• **DIRECTIONS**: Nothing in the listing may be skipped; transcribe all of it as written.

• **EXERCISE DATA**:
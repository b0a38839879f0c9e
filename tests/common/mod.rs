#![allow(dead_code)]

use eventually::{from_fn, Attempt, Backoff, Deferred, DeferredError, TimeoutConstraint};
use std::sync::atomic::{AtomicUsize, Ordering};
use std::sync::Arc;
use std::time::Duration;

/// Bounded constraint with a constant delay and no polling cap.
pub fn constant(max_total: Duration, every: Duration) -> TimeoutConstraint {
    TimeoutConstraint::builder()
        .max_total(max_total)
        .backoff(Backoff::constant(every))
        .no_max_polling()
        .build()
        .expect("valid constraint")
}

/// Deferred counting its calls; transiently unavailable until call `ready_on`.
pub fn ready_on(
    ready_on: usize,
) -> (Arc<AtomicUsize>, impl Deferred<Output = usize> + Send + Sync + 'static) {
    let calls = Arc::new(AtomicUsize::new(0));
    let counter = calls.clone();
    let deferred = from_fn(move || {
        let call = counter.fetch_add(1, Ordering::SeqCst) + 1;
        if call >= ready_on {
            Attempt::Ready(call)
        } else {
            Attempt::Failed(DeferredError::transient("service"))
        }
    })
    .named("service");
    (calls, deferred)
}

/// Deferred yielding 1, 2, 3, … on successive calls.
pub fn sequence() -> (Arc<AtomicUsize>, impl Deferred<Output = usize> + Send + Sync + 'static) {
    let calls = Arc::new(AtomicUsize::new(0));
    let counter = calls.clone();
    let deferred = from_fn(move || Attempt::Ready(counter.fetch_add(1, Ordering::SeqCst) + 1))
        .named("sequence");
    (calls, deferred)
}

• **EXERCISE RESPONSE**:
repository b0a38839879f0c9e
filename tests/common/mod.rs
#![allow(dead_code)]

use eventually::{from_fn, Attempt, Backoff, Deferred, DeferredError, TimeoutConstraint};
use std::sync::atomic::{AtomicUsize, Ordering};
use std::sync::Arc;
use std::time::Duration;

/// Bounded constraint with a constant delay and no polling cap.
pub fn constant(max_total: Duration, every: Duration) -> TimeoutConstraint {
    TimeoutConstraint::builder()
        .max_total(max_total)
        .backoff(Backoff::constant(every))
        .no_max_polling()
        .build()
        .expect("valid constraint")
}

/// Deferred counting its calls; transiently unavailable until call `ready_on`.
pub fn ready_on(
    ready_on: usize,
) -> (Arc<AtomicUsize>, impl Deferred<Output = usize> + Send + Sync + 'static) {
    let calls = Arc::new(AtomicUsize::new(0));
    let counter = calls.clone();
    let deferred = from_fn(move || {
        let call = counter.fetch_add(1, Ordering::SeqCst) + 1;
        if call >= ready_on {
            Attempt::Ready(call)
        } else {
            Attempt::Failed(DeferredError::transient("service"))
        }
    })
    .named("service");
    (calls, deferred)
}

/// Deferred yielding 1, 2, 3, … on successive calls.
pub fn sequence() -> (Arc<AtomicUsize>, impl Deferred<Output = usize> + Send + Sync + 'static) {
    let calls = Arc::new(AtomicUsize::new(0));
    let counter = calls.clone();
    let deferred = from_fn(move || Attempt::Ready(counter.fetch_add(1, Ordering::SeqCst) + 1))
        .named("sequence");
    (calls, deferred)
}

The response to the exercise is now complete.